Aline – As variedades de uva objeto deste estudo — BRS Carmem, BRS Magna, BRS Cora e BRS Violeta — são frutos do Programa de Melhoramento Genético da Embrapa, situado em Bento Gonçalves, no Rio Grande do Sul. Essas cultivares foram desenvolvidas especificamente para a produção de suco de uva e vinhos. Há também a Isabel Precoce, que, embora não tenha sido desenvolvida pela Embrapa, passou por melhorias que encurtaram seu ciclo produtivo. No âmbito do Vale do Submédio São Francisco, região que abrange municípios como Petrolina-PE e Juazeiro-BA, essas variedades de uva se mostraram particularmente ricas em compostos fenólicos. O fenômeno é atribuído a fatores climáticos da região, como alta incidência de radiação solar e temperaturas elevadas. Essas condições geram um maior estresse nas videiras, o que leva à produção aumentada de metabólitos secundários, incluindo os compostos fenólicos. Entretanto, vale destacar que essas variedades de uva não são exclusivas da região nordestina e estão disseminadas em outras partes do Brasil. Elas são igualmente empregadas na produção de suco de uva e vinhos em diferentes contextos climáticos e geográficos, o que amplia a relevância do estudo. A pesquisa é especialmente valiosa para entender como as condições ambientais afetam a composição química das uvas e, consequentemente, a qualidade nutricional dos produtos derivados. Essas informações são cruciais não apenas para produtores e consumidores, mas também para orientar futuras iniciativas de melhoramento genético e práticas agrícolas sustentáveis.
SNA – Delegações estrangeiras costumam manifestar admiração e perplexidade com o grau de avanço atingido pela Embrapa em termos de pesquisa e tecnologia. Nos 50 anos da entidade, que desafios considera essenciais superar para manter esse case de sucesso na agricultura mundial?
Aline – A liderança da Embrapa, agora sob o comando de Silvia Massruhá — a primeira mulher a assumir a presidência da empresa —, está sinalizando os rumos que a pesquisa agropecuária deve tomar para manter sua vanguarda científica. Segundo Massruhá, o futuro da pesquisa se situa na intersecção de sistemas integrados e tecnologias conservacionistas, aliados às ciências digitais e transversais. Esse é o eixo em torno do qual girará a próxima revolução sustentável no setor. Esse direcionamento não apenas mantém o protagonismo que a Embrapa já tem na agricultura tropical e na segurança alimentar, mas também sinaliza uma abordagem abrangente. Ela prevê que essas inovações serão a chave para enfrentar os desafios emergentes relativos às mudanças climáticas e à inclusão produtiva. Em outras palavras, a agenda proposta por Silvia Massruhá transcende a produção de alimentos e se estende a soluções para problemas sociais e ambientais do presente e do futuro.

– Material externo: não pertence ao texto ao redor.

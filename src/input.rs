//! Poll the Game Boy buttons from the keyboard.

use winit::keyboard::KeyCode;
use winit_input_helper::WinitInputHelper;

/// Logical Game Boy button.
#[derive(Debug, Clone, Copy, PartialEq, Eq, Hash)]
#[non_exhaustive]
pub enum Button {
    /// D-pad up.
    Up,
    /// D-pad down.
    Down,
    /// D-pad left.
    Left,
    /// D-pad right.
    Right,
    /// Primary action.
    A,
    /// Secondary action.
    B,
    /// Start.
    Start,
    /// Select.
    Select,
}

impl Button {
    /// Every button, in the order they are stored.
    pub const ALL: [Self; 8] = [
        Self::Up,
        Self::Down,
        Self::Left,
        Self::Right,
        Self::A,
        Self::B,
        Self::Start,
        Self::Select,
    ];

    /// Physical key the button is bound to.
    #[inline]
    #[must_use]
    pub const fn key(self) -> KeyCode {
        match self {
            Self::Up => KeyCode::ArrowUp,
            Self::Down => KeyCode::ArrowDown,
            Self::Left => KeyCode::ArrowLeft,
            Self::Right => KeyCode::ArrowRight,
            Self::A => KeyCode::KeyZ,
            Self::B => KeyCode::KeyX,
            Self::Start => KeyCode::KeyA,
            Self::Select => KeyCode::KeyS,
        }
    }

    /// Position in the state arrays.
    const fn index(self) -> usize {
        self as usize
    }
}

/// Held state of every button for a single update tick.
///
/// Overwritten every tick, only the state of the tick before is remembered.
#[derive(Debug, Default, Clone, Copy, PartialEq, Eq)]
pub struct InputState {
    /// Whether the button is being held down this update tick.
    held: [bool; 8],
    /// Whether the button was being held down the previous update tick.
    previous: [bool; 8],
}

impl InputState {
    /// Poll the keyboard state for the next tick.
    ///
    /// # Arguments
    ///
    /// * `previous` - State of the tick before, used for detecting presses.
    /// * `input` - Winit input helper that received all events up until now.
    #[inline]
    #[must_use]
    pub fn sample(previous: &Self, input: &WinitInputHelper) -> Self {
        Self::from_fn(previous, |button| input.key_held(button.key()))
    }

    /// Build the next state by asking whether each button is held.
    #[inline]
    #[must_use]
    pub fn from_fn(previous: &Self, mut is_held: impl FnMut(Button) -> bool) -> Self {
        let mut held = [false; 8];
        for button in Button::ALL {
            held[button.index()] = is_held(button);
        }

        Self {
            held,
            previous: previous.held,
        }
    }

    /// State with only the passed buttons held and no history.
    #[inline]
    #[must_use]
    pub fn with_held(buttons: &[Button]) -> Self {
        Self::from_fn(&Self::default(), |button| buttons.contains(&button))
    }

    /// Whether the button is held down this tick.
    #[inline]
    #[must_use]
    pub const fn held(&self, button: Button) -> bool {
        self.held[button.index()]
    }

    /// Whether the button goes from released to held this tick.
    #[inline]
    #[must_use]
    pub const fn pressed(&self, button: Button) -> bool {
        !self.previous[button.index()] && self.held[button.index()]
    }

    /// Whether the button goes from held to released this tick.
    #[inline]
    #[must_use]
    pub const fn released(&self, button: Button) -> bool {
        self.previous[button.index()] && !self.held[button.index()]
    }
}
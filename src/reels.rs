//! Reel animation and plate state.

/// Amount of symbol frames on a reel strip.
pub const REEL_FRAMES: i32 = 7;

/// Amount of update ticks between two reel frames while rolling.
pub const TICKS_PER_FRAME: u64 = 5;

/// Amount of reels on the machine.
pub const REEL_COUNT: usize = 3;

/// A single spinning wheel.
#[derive(Debug, Default, Clone, Copy, PartialEq, Eq)]
pub struct Reel {
    /// Visible frame, always within `0..REEL_FRAMES` after a tick.
    position: i32,
    /// Frame the reel should come to a stop at.
    ///
    /// Reserved for spinning towards a result, not read by the animation.
    target_position: i32,
}

impl Reel {
    /// Construct a reel showing a frame.
    #[inline]
    #[must_use]
    pub const fn new(position: i32) -> Self {
        Self {
            position,
            target_position: position,
        }
    }

    /// Visible frame.
    #[inline]
    #[must_use]
    pub const fn position(self) -> i32 {
        self.position
    }

    /// Frame the reel should stop at.
    #[inline]
    #[must_use]
    pub const fn target_position(self) -> i32 {
        self.target_position
    }

    /// Set the frame the reel should stop at.
    #[inline]
    pub fn set_target_position(&mut self, target_position: i32) {
        self.target_position = target_position;
    }

    /// Move to the next frame.
    fn advance(&mut self) {
        self.position += 1;
    }

    /// Wrap the position back into the valid frame range.
    ///
    /// Only moves by a single step, so the position is expected to be at most one frame out of range.
    fn wrap(&mut self) {
        if self.position > REEL_FRAMES - 1 {
            self.position = 0;
        } else if self.position < 0 {
            // Unreachable as long as reels only spin forward
            self.position = REEL_FRAMES - 1;
        }
    }
}

/// All reels of the machine, moving in lockstep while rolling.
#[derive(Debug, Clone, PartialEq, Eq)]
pub struct Reels {
    /// Independent reel counters.
    reels: [Reel; REEL_COUNT],
    /// Whether the reels advance.
    rolling: bool,
    /// Total amount of ticks since the start.
    ticks: u64,
}

impl Reels {
    /// Start rolling with every reel at the first frame.
    #[inline]
    #[must_use]
    pub const fn new() -> Self {
        Self::with_positions([0; REEL_COUNT])
    }

    /// Start rolling from specific frames.
    #[inline]
    #[must_use]
    pub const fn with_positions(positions: [i32; REEL_COUNT]) -> Self {
        Self {
            reels: [
                Reel::new(positions[0]),
                Reel::new(positions[1]),
                Reel::new(positions[2]),
            ],
            rolling: true,
            ticks: 0,
        }
    }

    /// Advance the animation by a single update tick.
    ///
    /// Every [`TICKS_PER_FRAME`] ticks all reels move to their next frame while rolling.
    #[inline]
    pub fn tick(&mut self) {
        self.ticks += 1;

        if self.rolling && self.ticks % TICKS_PER_FRAME == 0 {
            self.reels.iter_mut().for_each(Reel::advance);
        }

        // Wrapping happens regardless of rolling
        self.reels.iter_mut().for_each(Reel::wrap);
    }

    /// Start or stop the reels.
    #[inline]
    pub fn set_rolling(&mut self, rolling: bool) {
        if rolling != self.rolling {
            log::debug!("Reels {}", if rolling { "start rolling" } else { "stop" });
        }

        self.rolling = rolling;
    }

    /// Whether the reels are advancing.
    #[inline]
    #[must_use]
    pub const fn is_rolling(&self) -> bool {
        self.rolling
    }

    /// Visible frame of every reel.
    #[inline]
    #[must_use]
    pub fn positions(&self) -> [i32; REEL_COUNT] {
        self.reels.map(Reel::position)
    }

    /// Individual reels.
    #[inline]
    #[must_use]
    pub const fn reels(&self) -> &[Reel; REEL_COUNT] {
        &self.reels
    }

    /// Mutable access to the individual reels, for setting targets.
    #[inline]
    pub fn reels_mut(&mut self) -> &mut [Reel; REEL_COUNT] {
        &mut self.reels
    }

    /// Total amount of ticks since the start.
    #[inline]
    #[must_use]
    pub const fn ticks(&self) -> u64 {
        self.ticks
    }
}

impl Default for Reels {
    fn default() -> Self {
        Self::new()
    }
}

/// Which vertical frame of the plate sheet is shown.
#[derive(Debug, Default, Clone, Copy, PartialEq, Eq)]
pub struct PlateState(u32);

impl PlateState {
    /// Construct from a frame index.
    #[inline]
    #[must_use]
    pub const fn new(index: u32) -> Self {
        Self(index)
    }

    /// Frame index.
    #[inline]
    #[must_use]
    pub const fn index(self) -> u32 {
        self.0
    }
}
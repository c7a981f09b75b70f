//! Four shade Game Boy palette lookup table.

use rgb::RGBA8;

/// Amount of slots in the lookup table, including the empty first slot.
pub const PALETTE_SLOTS: usize = 5;

/// Colors the grayscale scene is mapped to by the palette shader.
///
/// Slot `0` is never assigned and stays transparent black, slots `1` to `4` go from the darkest to the lightest shade.
#[derive(Debug, Clone, Copy, PartialEq, Eq)]
pub struct Palette {
    /// Lookup row as uploaded to the GPU.
    slots: [RGBA8; PALETTE_SLOTS],
}

impl Palette {
    /// Build a palette from four shades, darkest first.
    #[inline]
    #[must_use]
    pub const fn new(shades: [RGBA8; 4]) -> Self {
        Self {
            slots: [RGBA8::new(0, 0, 0, 0), shades[0], shades[1], shades[2], shades[3]],
        }
    }

    /// Color at a slot, `None` when the slot doesn't exist.
    #[inline]
    #[must_use]
    pub fn slot(&self, index: usize) -> Option<RGBA8> {
        self.slots.get(index).copied()
    }

    /// Lookup row with the empty slot at index `0`.
    #[inline]
    #[must_use]
    pub const fn to_lookup_row(&self) -> [RGBA8; PALETTE_SLOTS] {
        self.slots
    }
}

impl Default for Palette {
    fn default() -> Self {
        Self::new([
            RGBA8::new(56, 28, 46, 255),
            RGBA8::new(105, 109, 109, 255),
            RGBA8::new(255, 166, 84, 255),
            RGBA8::new(255, 215, 101, 255),
        ])
    }
}

#[cfg(test)]
mod tests {
    use rgb::RGBA8;

    use super::{Palette, PALETTE_SLOTS};

    #[test]
    fn first_slot_is_empty() {
        let palette = Palette::default();

        assert_eq!(palette.slot(0), Some(RGBA8::new(0, 0, 0, 0)));
        assert_eq!(palette.slot(PALETTE_SLOTS), None);
    }

    #[test]
    fn four_populated_slots() {
        let row = Palette::default().to_lookup_row();

        assert_eq!(row.len(), 5);
        assert_eq!(row.iter().filter(|color| color.a == 255).count(), 4);
        assert_eq!(row[1], RGBA8::new(56, 28, 46, 255));
        assert_eq!(row[4], RGBA8::new(255, 215, 101, 255));
    }
}
// lrpeg. The Left-Recursive Parser
// Copyright (c) 2018 Dragoș Tiselice
//
// Licensed under the Apache License, Version 2.0
// <LICENSE-APACHE or http://www.apache.org/licenses/LICENSE-2.0> or the MIT
// license <LICENSE-MIT or http://opensource.org/licenses/MIT>, at your
// option. All files in the project carrying such notice may not be copied,
// modified, or distributed except according to those terms.

use crate::span::Span;

/// A node of a labeled parse tree, one variant per operator family.
///
/// Every node records the span it consumed; children sit inside their
/// parent's span and appear in input order. Lookahead nodes are always
/// zero-width and never show up among sequence or repetition children.
#[derive(Clone, Debug, Eq, PartialEq)]
pub enum ParseTree<'i> {
    /// A named rule application wrapping the tree its body produced.
    Rule {
        /// The applied rule's name.
        name: String,
        /// Consumed input, including layout skipped ahead of a syntactic rule.
        span: Span<'i>,
        /// Label of the `apply` expression, if any.
        label: Option<String>,
        /// The tree produced by the rule's body.
        child: Box<ParseTree<'i>>,
    },
    /// A literal match, also produced by `dot` and the indentation tokens.
    Terminal {
        /// Consumed input.
        span: Span<'i>,
        /// Label of the originating expression, if any.
        label: Option<String>,
    },
    /// A match of one member of an equal-width string set.
    OneOf {
        /// Consumed input; always exactly the set's width.
        span: Span<'i>,
        /// Label of the originating expression, if any.
        label: Option<String>,
    },
    /// An ordered sequence; lookahead elements leave no child behind.
    Seq {
        /// Consumed input.
        span: Span<'i>,
        /// Label of the originating expression, if any.
        label: Option<String>,
        /// One tree per consuming element, in order.
        children: Vec<ParseTree<'i>>,
    },
    /// The first alternative that matched.
    Choice {
        /// Consumed input.
        span: Span<'i>,
        /// Label of the originating expression, if any.
        label: Option<String>,
        /// The winning alternative's tree.
        child: Box<ParseTree<'i>>,
    },
    /// An optional match; `child` is `None` when nothing was consumed.
    Opt {
        /// Consumed input.
        span: Span<'i>,
        /// Label of the originating expression, if any.
        label: Option<String>,
        /// The matched tree, when the inner expression succeeded.
        child: Option<Box<ParseTree<'i>>>,
    },
    /// Zero or more repetitions of one expression.
    Rep {
        /// Consumed input.
        span: Span<'i>,
        /// Label of the originating expression, if any.
        label: Option<String>,
        /// One tree per consuming iteration, in order.
        children: Vec<ParseTree<'i>>,
    },
    /// A positive lookahead that held; zero-width.
    PosPred {
        /// The zero-width span at the probe position.
        span: Span<'i>,
        /// Label of the originating expression, if any.
        label: Option<String>,
    },
    /// A negative lookahead that held; zero-width.
    NegPred {
        /// The zero-width span at the probe position.
        span: Span<'i>,
        /// Label of the originating expression, if any.
        label: Option<String>,
    },
}

impl<'i> ParseTree<'i> {
    /// The input range this node consumed.
    pub fn span(&self) -> &Span<'i> {
        match self {
            ParseTree::Rule { span, .. }
            | ParseTree::Terminal { span, .. }
            | ParseTree::OneOf { span, .. }
            | ParseTree::Seq { span, .. }
            | ParseTree::Choice { span, .. }
            | ParseTree::Opt { span, .. }
            | ParseTree::Rep { span, .. }
            | ParseTree::PosPred { span, .. }
            | ParseTree::NegPred { span, .. } => span,
        }
    }

    /// The matched slice of the input.
    pub fn as_str(&self) -> &'i str {
        self.span().as_str()
    }

    /// The node's start byte position.
    pub fn start(&self) -> usize {
        self.span().start()
    }

    /// The node's end byte position (exclusive).
    pub fn end(&self) -> usize {
        self.span().end()
    }

    /// The label inherited from the expression that produced this node.
    pub fn label(&self) -> Option<&str> {
        match self {
            ParseTree::Rule { label, .. }
            | ParseTree::Terminal { label, .. }
            | ParseTree::OneOf { label, .. }
            | ParseTree::Seq { label, .. }
            | ParseTree::Choice { label, .. }
            | ParseTree::Opt { label, .. }
            | ParseTree::Rep { label, .. }
            | ParseTree::PosPred { label, .. }
            | ParseTree::NegPred { label, .. } => label.as_deref(),
        }
    }

    /// The rule name, for rule nodes.
    pub fn rule(&self) -> Option<&str> {
        match self {
            ParseTree::Rule { name, .. } => Some(name),
            _ => None,
        }
    }

    /// Returns `true` for lookahead result nodes.
    pub fn is_lookahead(&self) -> bool {
        matches!(self, ParseTree::PosPred { .. } | ParseTree::NegPred { .. })
    }

    /// This node's direct children, in input order.
    pub fn children(&self) -> Vec<&ParseTree<'i>> {
        match self {
            ParseTree::Rule { child, .. } | ParseTree::Choice { child, .. } => {
                vec![child.as_ref()]
            }
            ParseTree::Opt { child, .. } => child.as_deref().into_iter().collect(),
            ParseTree::Seq { children, .. } | ParseTree::Rep { children, .. } => {
                children.iter().collect()
            }
            ParseTree::Terminal { .. }
            | ParseTree::OneOf { .. }
            | ParseTree::PosPred { .. }
            | ParseTree::NegPred { .. } => vec![],
        }
    }

    /// Flattens the tree into `(rule, start, end)` triples, preorder.
    ///
    /// Only rule nodes are listed, which makes the triples a compact
    /// fingerprint of a parse; handy in tests and debug output.
    pub fn rule_tokens(&self) -> Vec<(&str, usize, usize)> {
        let mut tokens = Vec::new();
        self.collect_rule_tokens(&mut tokens);
        tokens
    }

    fn collect_rule_tokens<'a>(&'a self, tokens: &mut Vec<(&'a str, usize, usize)>) {
        if let ParseTree::Rule { name, span, .. } = self {
            tokens.push((name.as_str(), span.start(), span.end()));
        }
        for child in self.children() {
            child.collect_rule_tokens(tokens);
        }
    }
}

#[cfg(test)]
mod tests {
    use super::*;

    fn terminal(input: &str, start: usize, end: usize) -> ParseTree<'_> {
        ParseTree::Terminal {
            span: Span::new(input, start, end).unwrap(),
            label: None,
        }
    }

    #[test]
    fn children_cover_every_shape() {
        let input = "ab";
        let seq = ParseTree::Seq {
            span: Span::new(input, 0, 2).unwrap(),
            label: None,
            children: vec![terminal(input, 0, 1), terminal(input, 1, 2)],
        };

        assert_eq!(seq.children().len(), 2);
        assert_eq!(terminal(input, 0, 1).children().len(), 0);

        let opt = ParseTree::Opt {
            span: Span::new(input, 0, 0).unwrap(),
            label: None,
            child: None,
        };

        assert!(opt.children().is_empty());
    }

    #[test]
    fn rule_tokens_are_preorder() {
        let input = "ab";
        let inner = ParseTree::Rule {
            name: String::from("b"),
            span: Span::new(input, 1, 2).unwrap(),
            label: None,
            child: Box::new(terminal(input, 1, 2)),
        };
        let outer = ParseTree::Rule {
            name: String::from("a"),
            span: Span::new(input, 0, 2).unwrap(),
            label: None,
            child: Box::new(ParseTree::Seq {
                span: Span::new(input, 0, 2).unwrap(),
                label: None,
                children: vec![terminal(input, 0, 1), inner],
            }),
        };

        assert_eq!(outer.rule_tokens(), vec![("a", 0, 2), ("b", 1, 2)]);
    }
}
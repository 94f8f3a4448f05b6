// lrpeg. The Left-Recursive Parser
// Copyright (c) 2018 Dragoș Tiselice
//
// Licensed under the Apache License, Version 2.0
// <LICENSE-APACHE or http://www.apache.org/licenses/LICENSE-2.0> or the MIT
// license <LICENSE-MIT or http://opensource.org/licenses/MIT>, at your
// option. All files in the project carrying such notice may not be copied,
// modified, or distributed except according to those terms.

use pretty_assertions::assert_eq;

use lrpeg::{alt, apply, choice, plus, seq, term, Matcher, Mode, DEDENT, INDENT};

fn lowercase_word() -> lrpeg::Expr {
    plus(alt(('a'..='z').map(String::from)))
}

/// `Block <- (INDENT line DEDENT)+` with a one-word line.
fn block_grammar(mode: Mode) -> Matcher {
    let mut matcher = Matcher::new(mode);
    matcher.add_rule(
        "Block",
        plus(seq(vec![term(INDENT), apply("line"), term(DEDENT)])),
    );
    matcher.add_rule("line", lowercase_word());
    matcher
}

#[test]
fn one_indented_line() {
    let mut matcher = block_grammar(Mode::Python);

    let tree = matcher.parse("Block", "\n  foo\n").unwrap();
    assert_eq!(tree.rule_tokens(), vec![("Block", 0, 7), ("line", 3, 6)]);
    assert_eq!(tree.as_str(), "\n  foo\n");
}

#[test]
fn an_unindented_line_is_rejected() {
    let mut matcher = block_grammar(Mode::Python);

    assert!(matcher.parse("Block", "\nfoo\n").is_err());
    assert!(matcher.print_match_failure().contains("INDENT"));
}

#[test]
fn pseudo_tokens_never_match_in_standard_mode() {
    let mut matcher = block_grammar(Mode::Standard);

    assert!(matcher.parse("Block", "\n  foo\n").is_err());
}

#[test]
fn blank_lines_before_the_indent_are_layout() {
    let mut matcher = block_grammar(Mode::Python);

    let tree = matcher.parse("Block", "\n\n  foo\n").unwrap();
    assert_eq!(tree.rule_tokens(), vec![("Block", 0, 8), ("line", 4, 7)]);
}

#[test]
fn a_line_at_the_same_depth_cannot_dedent() {
    let mut matcher = block_grammar(Mode::Python);

    // The second line still sits at the block's depth, so DEDENT fails and
    // the input is never fully consumed.
    assert!(matcher.parse("Block", "\n  a\n  b\n").is_err());
}

#[test]
fn blocks_nest_and_unwind_level_by_level() {
    let mut matcher = Matcher::new(Mode::Python);
    matcher.add_rule("Suite", plus(apply("Stmt")));
    matcher.add_rule(
        "Stmt",
        choice(vec![apply("Block"), apply("word")]),
    );
    matcher.add_rule(
        "Block",
        seq(vec![term(INDENT), plus(apply("Stmt")), term(DEDENT)]),
    );
    matcher.add_rule("word", lowercase_word());

    let tree = matcher.parse("Suite", "\n  a\n    b\n  c\n").unwrap();

    assert_eq!(
        tree.rule_tokens(),
        vec![
            ("Suite", 0, 15),
            ("Stmt", 1, 15),
            ("Block", 1, 15),
            ("Stmt", 3, 4),
            ("word", 3, 4),
            ("Stmt", 5, 13),
            ("Block", 5, 13),
            ("Stmt", 9, 10),
            ("word", 9, 10),
            ("Stmt", 13, 14),
            ("word", 13, 14),
        ],
    );
}

#[test]
fn mid_line_blanks_are_still_skipped_in_python_mode() {
    let mut matcher = Matcher::new(Mode::Python);
    matcher.add_rule("Assign", seq(vec![term("k"), term("="), term("v")]));

    let tree = matcher.parse("Assign", "k = v").unwrap();
    assert_eq!(tree.as_str(), "k = v");
}

#[test]
fn the_indent_stack_resets_between_parses() {
    let mut matcher = block_grammar(Mode::Python);

    assert!(matcher.parse("Block", "\n  foo\n").is_ok());
    assert!(matcher.parse("Block", "\n  foo\n").is_ok());
}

Nesse contexto, a pesquisa e a inovação tornam-se instrumentos cruciais para o desenvolvimento de práticas mais sustentáveis, que considerem o equilíbrio ecológico e a equidade social. E é justamente neste ponto que deve residir o foco de nossa atenção e nossos esforços: criar um sistema agropecuário que seja não apenas produtivo, mas também sustentável e inclusivo. Esse pensamento alinha-se com os desafios globais contemporâneos e coloca a Embrapa e suas iniciativas em um lugar de destaque não só no Brasil, mas no cenário mundial.